Aim of the task: Starting at the top of the data and ending with the line that holds "const ITEM_SIZE: usize;", transcribe each line exactly; include both ends.

[Opening Materials provided section]

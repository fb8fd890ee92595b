use byteorder::{LittleEndian, ReadBytesExt};
use serde::{Deserialize, Serialize};
use std::fmt::Display;
use std::io::Cursor;
use std::str::FromStr;

use super::constants::{LEGACY_TP_SIZE, PACKED_TP_SIZE};
use super::error::FrameError;

/// A fixed size binary item which can be decoded from a fragment payload
pub trait ItemFormat {
    type Output;
    const ITEM_SIZE: usize;

    /// Decode one item from exactly `ITEM_SIZE` bytes
    fn decode(bytes: &[u8]) -> Result<Self::Output, FrameError>;
}

/// Check an item buffer has the size an ItemFormat expects
pub fn check_item_size<F: ItemFormat>(bytes: &[u8]) -> Result<(), FrameError> {
    if bytes.len() != F::ITEM_SIZE {
        Err(FrameError::BadItemSize(bytes.len(), F::ITEM_SIZE))
    } else {
        Ok(())
    }
}

/// A trigger primitive: a hit found on a single channel by the online hit finder.
///
/// `time_peak` holds the absolute peak tick for the legacy layout and the number of samples
/// from the start to the peak for the packed layout. Likewise `time_over_threshold` is in
/// timestamp ticks (legacy) or samples (packed).
#[derive(Debug, Clone, Default, PartialEq, Eq)]
pub struct TriggerPrimitive {
    pub version: u16,
    pub time_start: u64,
    pub time_peak: u64,
    pub time_over_threshold: u64,
    pub channel: u32,
    pub adc_integral: u32,
    pub adc_peak: u16,
    pub det_id: u16,
    pub tp_type: u32,
    pub algorithm: u32,
    pub flag: u16,
}

impl TriggerPrimitive {
    pub fn log(&self) {
        log::debug!("version: {}", self.version);
        log::debug!("time_start: {}", self.time_start);
        log::debug!("time_peak: {}", self.time_peak);
        log::debug!("time_over_threshold: {}", self.time_over_threshold);
        log::debug!("channel: {}", self.channel);
        log::debug!("adc_integral: {}", self.adc_integral);
        log::debug!("adc_peak: {}", self.adc_peak);
        log::debug!("det_id: {}", self.det_id);
        log::debug!("type: {}", self.tp_type);
        log::debug!("algorithm: {}", self.algorithm);
        log::debug!("flag: {}", self.flag);
    }
}

/// The original 48 byte trigger primitive
#[derive(Debug)]
pub struct LegacyTp;

impl ItemFormat for LegacyTp {
    type Output = TriggerPrimitive;
    const ITEM_SIZE: usize = LEGACY_TP_SIZE;

    fn decode(bytes: &[u8]) -> Result<TriggerPrimitive, FrameError> {
        check_item_size::<Self>(bytes)?;
        let mut cursor = Cursor::new(bytes);
        let time_start = cursor.read_u64::<LittleEndian>()?;
        let time_peak = cursor.read_u64::<LittleEndian>()?;
        let time_over_threshold = cursor.read_u64::<LittleEndian>()?;
        let channel = cursor.read_u32::<LittleEndian>()?;
        let adc_integral = cursor.read_u32::<LittleEndian>()?;
        let adc_peak = cursor.read_u16::<LittleEndian>()?;
        let det_id = cursor.read_u16::<LittleEndian>()?;
        let tp_type = cursor.read_u32::<LittleEndian>()?;
        let algorithm = cursor.read_u32::<LittleEndian>()?;
        let version = cursor.read_u16::<LittleEndian>()?;
        let flag = cursor.read_u16::<LittleEndian>()?;
        Ok(TriggerPrimitive {
            version,
            time_start,
            time_peak,
            time_over_threshold,
            channel,
            adc_integral,
            adc_peak,
            det_id,
            tp_type,
            algorithm,
            flag,
        })
    }
}

/// The compact 32 byte trigger primitive, with peak and duration counted in samples
#[derive(Debug)]
pub struct PackedTp;

impl ItemFormat for PackedTp {
    type Output = TriggerPrimitive;
    const ITEM_SIZE: usize = PACKED_TP_SIZE;

    fn decode(bytes: &[u8]) -> Result<TriggerPrimitive, FrameError> {
        check_item_size::<Self>(bytes)?;
        let mut cursor = Cursor::new(bytes);
        let time_start = cursor.read_u64::<LittleEndian>()?;
        let samples_to_peak = cursor.read_u16::<LittleEndian>()?;
        let samples_over_threshold = cursor.read_u16::<LittleEndian>()?;
        let channel = cursor.read_u32::<LittleEndian>()?;
        let adc_integral = cursor.read_u32::<LittleEndian>()?;
        let adc_peak = cursor.read_u16::<LittleEndian>()?;
        let det_id = cursor.read_u16::<LittleEndian>()?;
        let version = cursor.read_u16::<LittleEndian>()?;
        let tp_type = cursor.read_u8()?;
        let algorithm = cursor.read_u8()?;
        let flag = cursor.read_u16::<LittleEndian>()?;
        Ok(TriggerPrimitive {
            version,
            time_start,
            time_peak: samples_to_peak as u64,
            time_over_threshold: samples_over_threshold as u64,
            channel,
            adc_integral,
            adc_peak,
            det_id,
            tp_type: tp_type as u32,
            algorithm: algorithm as u32,
            flag,
        })
    }
}

/// Which trigger primitive layout a fragment holds
#[derive(Debug, Clone, Copy, PartialEq, Eq, Default, Serialize, Deserialize)]
#[serde(rename_all = "snake_case")]
pub enum TpFormat {
    #[default]
    Legacy,
    Packed,
}

impl TpFormat {
    pub const NAMES: [&'static str; 2] = ["legacy", "packed"];

    pub fn item_size(&self) -> usize {
        match self {
            Self::Legacy => LegacyTp::ITEM_SIZE,
            Self::Packed => PackedTp::ITEM_SIZE,
        }
    }
}

impl FromStr for TpFormat {
    type Err = String;
    fn from_str(s: &str) -> Result<Self, Self::Err> {
        match s {
            "legacy" => Ok(Self::Legacy),
            "packed" => Ok(Self::Packed),
            _ => Err(format!("Unrecognized trigger primitive format: {s}")),
        }
    }
}

impl Display for TpFormat {
    fn fmt(&self, f: &mut std::fmt::Formatter<'_>) -> std::fmt::Result {
        match self {
            Self::Legacy => write!(f, "legacy"),
            Self::Packed => write!(f, "packed"),
        }
    }
}

#[cfg(test)]
pub(crate) mod tests {
    use super::*;

    pub(crate) fn legacy_tp_bytes(tp: &TriggerPrimitive) -> Vec<u8> {
        let mut bytes = Vec::with_capacity(LEGACY_TP_SIZE);
        bytes.extend_from_slice(&tp.time_start.to_le_bytes());
        bytes.extend_from_slice(&tp.time_peak.to_le_bytes());
        bytes.extend_from_slice(&tp.time_over_threshold.to_le_bytes());
        bytes.extend_from_slice(&tp.channel.to_le_bytes());
        bytes.extend_from_slice(&tp.adc_integral.to_le_bytes());
        bytes.extend_from_slice(&tp.adc_peak.to_le_bytes());
        bytes.extend_from_slice(&tp.det_id.to_le_bytes());
        bytes.extend_from_slice(&tp.tp_type.to_le_bytes());
        bytes.extend_from_slice(&tp.algorithm.to_le_bytes());
        bytes.extend_from_slice(&tp.version.to_le_bytes());
        bytes.extend_from_slice(&tp.flag.to_le_bytes());
        bytes
    }

    pub(crate) fn sample_tp(channel: u32) -> TriggerPrimitive {
        TriggerPrimitive {
            version: 1,
            time_start: 1_000 + channel as u64,
            time_peak: 1_010 + channel as u64,
            time_over_threshold: 64,
            channel,
            adc_integral: 500,
            adc_peak: 40,
            det_id: 3,
            tp_type: 1,
            algorithm: 1,
            flag: 0,
        }
    }

    #[test]
    fn test_legacy_decode() {
        let tp = sample_tp(1234);
        let bytes = legacy_tp_bytes(&tp);
        assert_eq!(bytes.len(), LegacyTp::ITEM_SIZE);
        assert_eq!(LegacyTp::decode(&bytes).unwrap(), tp);
    }

    #[test]
    fn test_packed_decode() {
        let mut bytes = Vec::new();
        bytes.extend_from_slice(&5_000u64.to_le_bytes()); // time_start
        bytes.extend_from_slice(&7u16.to_le_bytes()); // samples_to_peak
        bytes.extend_from_slice(&12u16.to_le_bytes()); // samples_over_threshold
        bytes.extend_from_slice(&2048u32.to_le_bytes()); // channel
        bytes.extend_from_slice(&900u32.to_le_bytes()); // adc_integral
        bytes.extend_from_slice(&80u16.to_le_bytes()); // adc_peak
        bytes.extend_from_slice(&10u16.to_le_bytes()); // det_id
        bytes.extend_from_slice(&2u16.to_le_bytes()); // version
        bytes.push(1); // type
        bytes.push(2); // algorithm
        bytes.extend_from_slice(&0u16.to_le_bytes()); // flag
        bytes.extend_from_slice(&[0u8; 2]); // reserved
        assert_eq!(bytes.len(), PackedTp::ITEM_SIZE);

        let tp = PackedTp::decode(&bytes).unwrap();
        assert_eq!(tp.time_start, 5_000);
        assert_eq!(tp.time_peak, 7);
        assert_eq!(tp.time_over_threshold, 12);
        assert_eq!(tp.channel, 2048);
        assert_eq!(tp.adc_integral, 900);
        assert_eq!(tp.adc_peak, 80);
        assert_eq!(tp.det_id, 10);
        assert_eq!(tp.version, 2);
        assert_eq!(tp.algorithm, 2);
    }

    #[test]
    fn test_wrong_size_is_rejected() {
        assert!(matches!(
            LegacyTp::decode(&[0u8; 10]),
            Err(FrameError::BadItemSize(10, LEGACY_TP_SIZE))
        ));
    }

    #[test]
    fn test_format_names() {
        for name in TpFormat::NAMES {
            assert_eq!(TpFormat::from_str(name).unwrap().to_string(), name);
        }
        assert_eq!(TpFormat::Packed.item_size(), 32);
        assert!(TpFormat::from_str("v3").is_err());
    }
}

[Closing Materials provided section]

The answer:
repository fb8fd890ee92595b
use byteorder::{LittleEndian, ReadBytesExt};
use serde::{Deserialize, Serialize};
use std::fmt::Display;
use std::io::Cursor;
use std::str::FromStr;

use super::constants::{LEGACY_TP_SIZE, PACKED_TP_SIZE};
use super::error::FrameError;

/// A fixed size binary item which can be decoded from a fragment payload
pub trait ItemFormat {
    type Output;
    const ITEM_SIZE: usize;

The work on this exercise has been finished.